Exercise requirements: The answer must consist of every line in the records below that contains the string "proptest".

+ + + + + + +

/*!
 * Snapshot Reporter Tests
 * Section contents and per-entry line counts of the fdinfo report
 */

use crate::common::{cqe_lines, field, report, section, sqe_lines};
use ai_os_ringdiag::ring::opcode::IORING_OP_LAST;
use ai_os_ringdiag::ring::{
    Cqe, FuncId, Opcode, Request, Ring, SetupFlags, Sqe, Task, TaskContext,
};
use pretty_assertions::assert_eq;
use proptest::prelude::*;

#[test]
fn test_no_queued_submissions() {
    let ring = Ring::builder(8).build().unwrap();
    let out = report(ring.ctx());
    assert_eq!(field(&out, "SQEs"), Some("0"));
    assert!(sqe_lines(&out).is_empty());
}

#[test]
fn test_sqe_fields_are_exact() {
    let ring = Ring::builder(8).build().unwrap();
    ring.submit_sqe(
        &Sqe::new(Opcode::Sendmsg)
            .with_fd(-1)
            .with_flags(0xff)
            .with_off(u64::MAX)
            .with_addr(0xffff_ffff_ffff_fff0, 1)
            .with_rw_flags(0x8000_0001)
            .with_buf_index(u16::MAX)
            .with_user_data(u64::MAX),
    )
    .unwrap();

    let out = report(ring.ctx());
    assert_eq!(
        sqe_lines(&out),
        vec![
            "    0: opcode:SENDMSG, fd:-1, flags:ff, off:18446744073709551615, \
             addr:0xfffffffffffffff0, rw_flags:0x80000001, buf_index:65535 \
             user_data:18446744073709551615"
        ]
    );
}

#[test]
fn test_invalid_opcode_skipped_scan_continues() {
    let ring = Ring::builder(8).build().unwrap();
    ring.submit_sqe(&Sqe::new(Opcode::Nop).with_user_data(1)).unwrap();
    ring.submit_sqe(&Sqe::raw(IORING_OP_LAST).with_user_data(2)).unwrap();
    ring.submit_sqe(&Sqe::raw(u8::MAX).with_user_data(3)).unwrap();
    ring.submit_sqe(&Sqe::new(Opcode::Nop).with_user_data(4)).unwrap();

    let out = report(ring.ctx());
    assert_eq!(field(&out, "SQEs"), Some("4"));
    let lines = sqe_lines(&out);
    assert_eq!(lines.len(), 2);
    assert!(lines[0].starts_with("    0: opcode:NOP,"));
    assert!(lines[0].ends_with("user_data:1"));
    assert!(lines[1].starts_with("    3: opcode:NOP,"));
    assert!(lines[1].ends_with("user_data:4"));
}

#[test]
fn test_wide_entry_on_non_mixed_ring_stops_scan() {
    let ring = Ring::builder(8).build().unwrap();
    ring.submit_sqe(&Sqe::new(Opcode::Nop).with_user_data(1)).unwrap();
    ring.submit_sqe(&Sqe::new(Opcode::Nop128).with_user_data(2)).unwrap();
    ring.submit_sqe(&Sqe::new(Opcode::Nop).with_user_data(3)).unwrap();

    let out = report(ring.ctx());
    let lines = sqe_lines(&out);
    assert_eq!(lines.len(), 2);
    assert!(lines[0].ends_with("user_data:1"));
    assert_eq!(lines[1], "    1: invalid sqe, 128B entry on non-mixed sq");
    // Later sections are still produced
    assert_eq!(field(&out, "CQEs"), Some("0"));
    assert!(out.contains("CqOverflowList:\n"));
}

#[test]
fn test_mixed_ring_wide_entry_takes_two_positions() {
    let ring = Ring::builder(8).flags(SetupFlags::SQE_MIXED).build().unwrap();
    let mut extra = [0u64; 8];
    extra[3] = 0xc0ffee;
    ring.submit_wide_sqe(&Sqe::new(Opcode::UringCmd128).with_user_data(1), extra)
        .unwrap();
    ring.submit_sqe(&Sqe::new(Opcode::Nop).with_user_data(2)).unwrap();

    let out = report(ring.ctx());
    assert_eq!(field(&out, "SQEs"), Some("3"));
    let lines = sqe_lines(&out);
    assert_eq!(lines.len(), 2);
    assert!(lines[0].starts_with("    0: opcode:URING_CMD128,"));
    assert!(lines[0].ends_with(
        "user_data:1, e0:0x0, e1:0x0, e2:0x0, e3:0xc0ffee, e4:0x0, e5:0x0, e6:0x0, e7:0x0"
    ));
    assert!(lines[1].starts_with("    2: opcode:NOP,"));
    assert!(!lines[1].contains(", e0:"));
}

#[test]
fn test_mixed_ring_wrapping_wide_entry_is_corrupted() {
    let ring = Ring::builder(4).flags(SetupFlags::SQE_MIXED).build().unwrap();
    let rings = ring.rings().unwrap();
    rings.set_sq_head(3);
    rings.write_sqe(3, &Sqe::new(Opcode::Nop128));
    rings.set_sq_array_entry(3, 3);
    rings.write_sqe(0, &Sqe::new(Opcode::Nop));
    rings.set_sq_array_entry(0, 0);
    rings.set_sq_tail(5);

    let out = report(ring.ctx());
    assert_eq!(
        sqe_lines(&out),
        vec!["    3: corrupted sqe, wrapping 128B entry"]
    );
}

#[test]
fn test_mixed_ring_wide_entry_in_last_slot_is_corrupted() {
    let ring = Ring::builder(4).flags(SetupFlags::SQE_MIXED).build().unwrap();
    let rings = ring.rings().unwrap();
    // Position 0 does not wrap, but its index points at the last slot
    rings.set_sq_array_entry(0, 3);
    rings.write_sqe(3, &Sqe::new(Opcode::Nop128));
    rings.set_sq_tail(2);

    let out = report(ring.ctx());
    assert_eq!(field(&out, "SQEs"), Some("2"));
    assert_eq!(
        sqe_lines(&out),
        vec!["    3: corrupted sqe, wrapping 128B entry"]
    );
}

#[test]
fn test_owner_writes_show_in_report() {
    let ring = Ring::builder(4).cq_entries(8).build().unwrap();
    let rings = ring.rings().unwrap();
    rings.write_sqe(1, &Sqe::new(Opcode::Fsync).with_fd(5).with_user_data(11));
    rings.set_sq_array_entry(0, 1);
    rings.set_sq_tail(1);
    rings.write_cqe(0, &Cqe::new(12, -4, 0));
    rings.set_cq_tail(1);

    let out = report(ring.ctx());
    let sqes = sqe_lines(&out);
    assert_eq!(sqes.len(), 1);
    assert!(sqes[0].starts_with("    1: opcode:FSYNC, fd:5,"));
    assert_eq!(cqe_lines(&out), vec!["    0: user_data:12, res:-4, flags:0"]);
}

#[test]
fn test_no_sq_array_uses_ring_position() {
    let ring = Ring::builder(4)
        .flags(SetupFlags::NO_SQARRAY)
        .build()
        .unwrap();
    let rings = ring.rings().unwrap();
    rings.set_sq_head(6);
    rings.set_sq_tail(6);
    ring.submit_sqe(&Sqe::new(Opcode::Write).with_user_data(60)).unwrap();
    ring.submit_sqe(&Sqe::new(Opcode::Read).with_user_data(70)).unwrap();

    let out = report(ring.ctx());
    let lines = sqe_lines(&out);
    assert!(lines[0].starts_with("    2: opcode:WRITE,"));
    assert!(lines[1].starts_with("    3: opcode:READ,"));
}

#[test]
fn test_sq_scan_bounded_by_capacity() {
    let ring = Ring::builder(4).build().unwrap();
    for ud in 0..4 {
        ring.submit_sqe(&Sqe::new(Opcode::Nop).with_user_data(ud)).unwrap();
    }
    // User space claims far more entries than the ring holds
    ring.rings().unwrap().set_sq_tail(4000);

    let out = report(ring.ctx());
    assert_eq!(field(&out, "SQEs"), Some("4000"));
    assert_eq!(sqe_lines(&out).len(), 4);
}

#[test]
fn test_mixed_completion_sizes() {
    let ring = Ring::builder(4)
        .cq_entries(8)
        .flags(SetupFlags::CQE_MIXED)
        .build()
        .unwrap();
    ring.post_cqe(Cqe::new(1, 0, 0)).unwrap();
    ring.post_big_cqe(Cqe::new(2, -4, 0), 100, 200).unwrap();
    ring.post_cqe(Cqe::new(3, 7, 0x2)).unwrap();

    let out = report(ring.ctx());
    assert_eq!(field(&out, "CQEs"), Some("4"));
    assert_eq!(
        cqe_lines(&out),
        vec![
            "    0: user_data:1, res:0, flags:0",
            "    1: user_data:2, res:-4, flags:8000, extra1:100, extra2:200",
            "    3: user_data:3, res:7, flags:2",
        ]
    );
}

#[test]
fn test_sq_thread_absent_without_sqpoll() {
    let ring = Ring::builder(2).build().unwrap();
    let out = report(ring.ctx());
    assert_eq!(
        section(&out, "CQEs:", "UserFiles:"),
        vec![
            "SqThread:\t-1",
            "SqThreadCpu:\t-1",
            "SqTotalTime:\t0",
            "SqWorkTime:\t0",
        ]
    );
}

#[test]
fn test_sq_thread_present_then_exited() {
    let ring = Ring::builder(2).flags(SetupFlags::SQPOLL).build().unwrap();
    let thread = ring.start_sq_thread(5150, 2).unwrap();
    thread.account(700, 300);
    ring.add_sq_work_time(250).unwrap();

    let out = report(ring.ctx());
    assert_eq!(field(&out, "SqThread"), Some("5150"));
    assert_eq!(field(&out, "SqThreadCpu"), Some("2"));
    assert_eq!(field(&out, "SqTotalTime"), Some("1000"));
    assert_eq!(field(&out, "SqWorkTime"), Some("250"));

    ring.stop_sq_thread().unwrap();
    let out = report(ring.ctx());
    assert_eq!(field(&out, "SqThread"), Some("-1"));
    assert_eq!(field(&out, "SqThreadCpu"), Some("-1"));
    assert_eq!(field(&out, "SqTotalTime"), Some("0"));
    assert_eq!(field(&out, "SqWorkTime"), Some("0"));
}

#[test]
fn test_file_paths_are_escaped() {
    let ring = Ring::builder(2).file_slots(3).build().unwrap();
    ring.register_file(0, "/tmp/with space").unwrap();
    ring.register_file(2, "/tmp/tab\there\nnl\\bs").unwrap();

    let out = report(ring.ctx());
    assert_eq!(
        section(&out, "UserFiles:", "UserBufs:"),
        vec![
            "    0: /tmp/with\\040space",
            "    2: /tmp/tab\\011here\\012nl\\134bs",
        ]
    );
}

#[test]
fn test_buffer_lines() {
    let ring = Ring::builder(2).buf_slots(3).build().unwrap();
    ring.register_buffer(1, 0x7fff_0000, 65536).unwrap();

    let out = report(ring.ctx());
    assert_eq!(field(&out, "UserBufs"), Some("3"));
    assert_eq!(
        section(&out, "UserBufs:", "PollList:"),
        vec!["    0: <none>", "    1: 0x7fff0000/65536", "    2: <none>"]
    );
}

#[test]
fn test_poll_list_task_works() {
    let ring = Ring::builder(2).cancel_hash_bits(1).build().unwrap();
    let busy = Task::new(10);
    busy.queue_work(FuncId::new("io_req_task_complete"));
    let idle = Task::new(11);

    ring.arm_poll(Request::new(Opcode::PollAdd, 1).with_task(TaskContext::new(busy)));
    ring.arm_poll(Request::new(Opcode::Recv, 2).with_task(TaskContext::new(idle)));
    ring.arm_poll(Request::new(Opcode::Accept, 3));

    let out = report(ring.ctx());
    let mut lines = section(&out, "PollList:", "CqOverflowList:");
    lines.sort_unstable();
    assert_eq!(
        lines,
        vec![
            "  op=13, task_works=0",
            "  op=27, task_works=0",
            "  op=6, task_works=1",
        ]
    );
}

#[test]
fn test_overflow_list_in_order() {
    let ring = Ring::builder(1).cq_entries(1).build().unwrap();
    ring.post_cqe(Cqe::new(1, 0, 0)).unwrap();
    ring.post_cqe(Cqe::new(2, -11, 0x1)).unwrap();
    ring.post_cqe(Cqe::new(3, 42, 0)).unwrap();

    let out = report(ring.ctx());
    let overflow: Vec<&str> = out
        .lines()
        .skip_while(|l| *l != "CqOverflowList:")
        .skip(1)
        .take_while(|l| l.starts_with("  "))
        .collect();
    assert_eq!(
        overflow,
        vec![
            "  user_data=2, res=-11, flags=1",
            "  user_data=3, res=42, flags=0",
        ]
    );
}

#[cfg(feature = "napi")]
mod napi {
    use super::*;
    use ai_os_ringdiag::ring::NapiSettings;
    use pretty_assertions::assert_eq;

    fn napi_block(ring: &Ring) -> Vec<String> {
        report(ring.ctx())
            .lines()
            .skip_while(|l| !l.starts_with("NAPI:"))
            .map(str::to_string)
            .collect()
    }

    #[test]
    fn test_napi_modes() {
        let ring = Ring::builder(2).build().unwrap();
        assert_eq!(napi_block(&ring), vec!["NAPI:\tdisabled"]);

        ring.set_napi(NapiSettings {
            track_mode: 2,
            busy_poll_dt: 200_000,
            prefer_busy_poll: true,
        });
        assert_eq!(
            napi_block(&ring),
            vec![
                "NAPI:\tenabled",
                "napi tracking:\tstatic",
                "napi_busy_poll_dt:\t200000",
                "napi_prefer_busy_poll:\ttrue",
            ]
        );

        ring.set_napi(NapiSettings {
            track_mode: 1,
            ..Default::default()
        });
        assert_eq!(napi_block(&ring)[1], "napi tracking:\tdynamic");

        ring.set_napi(NapiSettings {
            track_mode: 7,
            ..Default::default()
        });
        assert_eq!(napi_block(&ring), vec!["NAPI:\tunknown mode (7)"]);
    }
}

proptest! {
    #[test]
    fn prop_one_line_per_queued_sqe(start in any::<u32>(), n in 0u32..=16) {
        let ring = Ring::builder(16).build().unwrap();
        let rings = ring.rings().unwrap();
        rings.set_sq_head(start);
        rings.set_sq_tail(start);
        for i in 0..n {
            ring.submit_sqe(&Sqe::new(Opcode::Nop).with_user_data(u64::from(i))).unwrap();
        }

        let out = report(ring.ctx());
        let lines = sqe_lines(&out);
        prop_assert_eq!(lines.len(), n as usize);
        for (i, line) in lines.iter().enumerate() {
            let idx = start.wrapping_add(i as u32) & 15;
            let expected_prefix = format!("{:>5}: opcode:NOP,", idx);
            let expected_suffix = format!("user_data:{}", i);
            prop_assert!(line.starts_with(&expected_prefix));
            prop_assert!(line.ends_with(&expected_suffix));
        }
    }

    #[test]
    fn prop_cqe_slots_match_queued(kinds in proptest::collection::vec(any::<bool>(), 0..20)) {
        let ring = Ring::builder(32)
            .cq_entries(64)
            .flags(SetupFlags::CQE_MIXED)
            .build()
            .unwrap();
        for (ud, big) in kinds.iter().enumerate() {
            let cqe = Cqe::new(ud as u64, 0, 0);
            if *big {
                ring.post_big_cqe(cqe, 1, 2).unwrap();
            } else {
                ring.post_cqe(cqe).unwrap();
            }
        }

        let out = report(ring.ctx());
        let queued: u32 = field(&out, "CQEs").unwrap().parse().unwrap();
        let lines = cqe_lines(&out);
        prop_assert_eq!(lines.len(), kinds.len());

        let mut slot = 0u32;
        for (line, big) in lines.iter().zip(&kinds) {
            let expected_prefix = format!("{:>5}: ", slot);
            prop_assert!(line.starts_with(&expected_prefix));
            prop_assert_eq!(line.contains(", extra1:1, extra2:2"), *big);
            slot += if *big { 2 } else { 1 };
        }
        prop_assert_eq!(slot, queued);
    }

    #[test]
    fn prop_buffer_and_file_line_counts(occupied in proptest::collection::vec(any::<bool>(), 0..24)) {
        let k = occupied.len() as u32;
        let ring = Ring::builder(2).file_slots(k).buf_slots(k).build().unwrap();
        for (i, used) in occupied.iter().enumerate() {
            if *used {
                ring.register_file(i as u32, format!("/srv/f{}", i)).unwrap();
                ring.register_buffer(i as u32, 0x1000 * (i as u64 + 1), 4096).unwrap();
            }
        }
        let m = occupied.iter().filter(|u| **u).count();

        let out = report(ring.ctx());
        let files = section(&out, "UserFiles:", "UserBufs:");
        let bufs = section(&out, "UserBufs:", "PollList:");
        prop_assert_eq!(files.len(), m);
        prop_assert_eq!(bufs.len(), k as usize);
        prop_assert_eq!(bufs.iter().filter(|l| l.ends_with("<none>")).count(), k as usize - m);
    }
}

+ + + + + + +

Task answer:
use proptest::prelude::*;
proptest! {
    fn prop_cqe_slots_match_queued(kinds in proptest::collection::vec(any::<bool>(), 0..20)) {
    fn prop_buffer_and_file_line_counts(occupied in proptest::collection::vec(any::<bool>(), 0..24)) {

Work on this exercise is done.